La regia di Ferdinando Bruni ed Elio De Capitani ha saputo rendere al meglio i tre ingredienti, di non facile amalgama, che la compongono: intelligenza, leggerezza e profondità.

Parlare seriamente del senso della vita e della cultura facendo ridere non è cosa di poco conto. Del resto la commedia (che ha debuttato per la prima volta all'Elfo Puccini di Milano il 10 dicembre 2010) ha raccolto una messe di riconoscimenti all'edizione 2011 del premio Ubu ed è considerata uno dei più importanti ed entusiasmanti tra gli spettacoli firmati dai due registi.

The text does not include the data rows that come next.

//! Configuration Loader
//!
//! 实现多源配置加载与合并逻辑
//!
//! 优先级（从高到低）：
//! 1. 环境变量
//! 2. 配置文件（config.toml）
//! 3. 默认值

use config::{Config, ConfigError as ConfigCrateError, Environment, File};
use std::path::Path;
use thiserror::Error;

use super::types::AppConfig;
use crate::domain::processing::PIPELINE_STEPS;

/// 配置加载错误
#[derive(Debug, Error)]
pub enum ConfigError {
    #[error("Failed to load configuration: {0}")]
    LoadError(String),

    #[error("Failed to parse configuration: {0}")]
    ParseError(String),

    #[error("Configuration validation failed: {0}")]
    ValidationError(String),
}

impl From<ConfigCrateError> for ConfigError {
    fn from(err: ConfigCrateError) -> Self {
        ConfigError::LoadError(err.to_string())
    }
}

/// 配置文件搜索路径
const CONFIG_FILE_NAMES: &[&str] = &["config", "config.local"];

/// 加载应用配置
///
/// 按优先级从高到低合并配置：
/// 1. 环境变量（前缀 `AEROLENS_`，层级分隔符 `__`）
/// 2. 配置文件（config.toml 或 config.local.toml）
/// 3. 默认值
///
/// # 环境变量示例
/// - `AEROLENS_SERVER__PORT=8080`
/// - `AEROLENS_DETECTION__URL=http://gpu-box:7860`
/// - `AEROLENS_DETECTION__FORCE_MOCK=true`
/// - `AEROLENS_PROCESSING__POLL_INTERVAL_MS=2000`
pub fn load_config() -> Result<AppConfig, ConfigError> {
    load_config_from_path(None)
}

/// 从指定路径加载配置
///
/// # 参数
/// - `config_path` - 可选的配置文件路径，如果为 None 则使用默认搜索路径
pub fn load_config_from_path(config_path: Option<&Path>) -> Result<AppConfig, ConfigError> {
    let mut builder = Config::builder();

    // 1. 默认值（最低优先级）
    // mock_step_durations_ms 与 task_options 的默认值由 serde 提供
    builder = builder
        .set_default("server.host", "0.0.0.0")?
        .set_default("server.port", 5080)?
        .set_default("detection.url", "")?
        .set_default("detection.timeout_secs", 30)?
        .set_default("detection.force_mock", false)?
        .set_default("processing.poll_interval_ms", 1000)?
        .set_default("processing.max_consecutive_poll_failures", 30)?
        .set_default("processing.max_poll_secs", 1800)?
        .set_default("log.level", "info")?
        .set_default("log.json", false)?;

    // 2. 配置文件
    if let Some(path) = config_path {
        builder = builder.add_source(File::from(path).required(true));
    } else {
        for name in CONFIG_FILE_NAMES {
            builder = builder.add_source(File::with_name(name).required(false));
        }
    }

    // 3. 环境变量（最高优先级）
    // 例如: AEROLENS_DETECTION__URL=http://gpu-box:7860
    builder = builder.add_source(
        Environment::with_prefix("AEROLENS")
            .prefix_separator("_")
            .separator("__")
            .try_parsing(true),
    );

    let config = builder.build()?;

    let app_config: AppConfig = config.try_deserialize().map_err(|e| {
        ConfigError::ParseError(format!("Failed to deserialize config: {}", e))
    })?;

    validate_config(&app_config)?;

    Ok(app_config)
}

/// 验证配置有效性
fn validate_config(config: &AppConfig) -> Result<(), ConfigError> {
    if config.server.port == 0 {
        return Err(ConfigError::ValidationError(
            "Server port cannot be 0".to_string(),
        ));
    }

    if config.processing.poll_interval_ms == 0 {
        return Err(ConfigError::ValidationError(
            "Poll interval cannot be 0".to_string(),
        ));
    }

    if config.processing.mock_step_durations_ms.len() != PIPELINE_STEPS.len() {
        return Err(ConfigError::ValidationError(format!(
            "Expected {} mock step durations, got {}",
            PIPELINE_STEPS.len(),
            config.processing.mock_step_durations_ms.len()
        )));
    }

    config
        .detection
        .endpoint()
        .map_err(|e| ConfigError::ValidationError(e.to_string()))?;

    Ok(())
}

/// 打印配置信息（用于启动时日志）
pub fn print_config(config: &AppConfig) {
    tracing::info!("=== Application Configuration ===");
    tracing::info!("Server: {}:{}", config.server.host, config.server.port);
    if config.detection.url.is_empty() {
        tracing::info!("Detection URL: (not set, mock mode)");
    } else {
        tracing::info!("Detection URL: {}", config.detection.url);
    }
    tracing::info!("Detection Timeout: {}s", config.detection.timeout_secs);
    tracing::info!("Force Mock: {}", config.detection.force_mock);
    tracing::info!("Poll Interval: {}ms", config.processing.poll_interval_ms);
    tracing::info!(
        "Mock Step Durations: {:?}ms",
        config.processing.mock_step_durations_ms
    );
    tracing::info!(
        "Max Consecutive Poll Failures: {}",
        config.processing.max_consecutive_poll_failures
    );
    tracing::info!("Max Poll Duration: {}s", config.processing.max_poll_secs);
    tracing::info!("Log Level: {}", config.log.level);
    tracing::info!("=================================");
}

#[cfg(test)]
mod tests {
    use super::*;
    use std::io::Write;

    #[test]
    fn test_validation_passes_for_valid_config() {
        let config = AppConfig::default();
        assert!(validate_config(&config).is_ok());
    }

    #[test]
    fn test_validation_error_for_zero_port() {
        let mut config = AppConfig::default();
        config.server.port = 0;
        assert!(validate_config(&config).is_err());
    }

    #[test]
    fn test_validation_error_for_zero_poll_interval() {
        let mut config = AppConfig::default();
        config.processing.poll_interval_ms = 0;
        assert!(validate_config(&config).is_err());
    }

    #[test]
    fn test_validation_error_for_mock_duration_count() {
        let mut config = AppConfig::default();
        config.processing.mock_step_durations_ms = vec![100, 100];
        assert!(validate_config(&config).is_err());
    }

    #[test]
    fn test_validation_error_for_bad_detection_url() {
        let mut config = AppConfig::default();
        config.detection.url = "ftp://gpu-box".to_string();
        assert!(validate_config(&config).is_err());
    }

    #[test]
    fn test_load_from_file() {
        let mut file = tempfile::Builder::new().suffix(".toml").tempfile().unwrap();
        writeln!(
            file,
            r#"
[server]
port = 9090

[detection]
url = "http://gpu-box:7860/"
force_mock = true

[processing]
poll_interval_ms = 250
mock_step_durations_ms = [10, 20, 30, 40, 50]

[processing.task_options]
project_id = "site-7"
detect_cone = true
"#
        )
        .unwrap();

        let config = load_config_from_path(Some(file.path())).unwrap();
        assert_eq!(config.server.port, 9090);
        assert_eq!(config.server.host, "0.0.0.0");
        assert!(config.detection.force_mock);
        assert_eq!(
            config.detection.endpoint().unwrap().unwrap().as_str(),
            "http://gpu-box:7860"
        );
        assert_eq!(config.processing.poll_interval_ms, 250);
        assert_eq!(config.processing.max_consecutive_poll_failures, 30);
        assert_eq!(config.processing.task_options.project_id, "site-7");
        assert!(config.processing.task_options.detect_cone);
        assert!(config.processing.task_options.detect_person);
    }

    #[test]
    fn test_load_from_file_rejects_invalid() {
        let mut file = tempfile::Builder::new().suffix(".toml").tempfile().unwrap();
        writeln!(file, "[processing]\npoll_interval_ms = 0").unwrap();

        assert!(matches!(
            load_config_from_path(Some(file.path())),
            Err(ConfigError::ValidationError(_))
        ));
    }
}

Siamo nel 1985 in Inghilterra, in un liceo maschile di provincia. Otto studenti sono stati promossi alla maturità con un risultato tale da poter ambire a una delle più prestigiose università (“Oxbridge”), a condizione di superare un molto selettivo esame di ammissione. Eccoli dunque alle prese con la preparazione alla prova e con le diverse prospettive pedagogiche degli insegnanti che si fanno carico della  loro istruzione: Hector, l’insegnante d’Inglese (Elio De Capitani); Mrs. Lintott, la profe di Storia (Debora Zuin), e Irwin (Marco Cacciola), un giovane insegnante chiamato dal preside (Gabriele Calindri) affinché impartisca ai suoi studenti le dritte più efficaci per raggiungere l’obiettivo.

C’è molto della vicenda dello stesso autore in questa pièce: Bennett ha frequentato Oxford grazie a una borsa di studio, e lì si è laureato in storia. Molti sono dunque i riferimenti autobiografici disseminati nel testo: dalla preparazione all’esame, all’attrazione omosessuale del piccolo Posner (Vincenzo Zampa) per il bel Dakin (Angelo Di Genio), alla vocazione religiosa di Scripps (Giuseppe Amato). L’omosessualità è un tema che si dipana lungo tutto lo svolgersi della rappresentazione, legando tra loro le sorti di almeno quattro personaggi centrali, e si manifesta attraverso i palpiti, il desiderio, la trepidazione che sono tipici di tutti gli amori e che tanto abbiamo letto nei romanzi di formazione, da Goethe, a Flaubert, a Musil.

Divertendo e disseminando le situazioni di gag e di battute folgoranti, gli attori ci pongono di fronte al conflitto tra due concezioni del sapere: da un lato quella di Hector (la cultura come bene in sé, come valore per l’individuo): “Tu gli dai l’istruzione, io gli strumenti per resisterle”; dall’altro quella di Irwin (la cultura come ornamento da sfoggiare in società, come lasciapassare per il successo): “E in quanto alla sua amata verità, Scripps, lasci perdere. In un esame la verità non è fondamentale”.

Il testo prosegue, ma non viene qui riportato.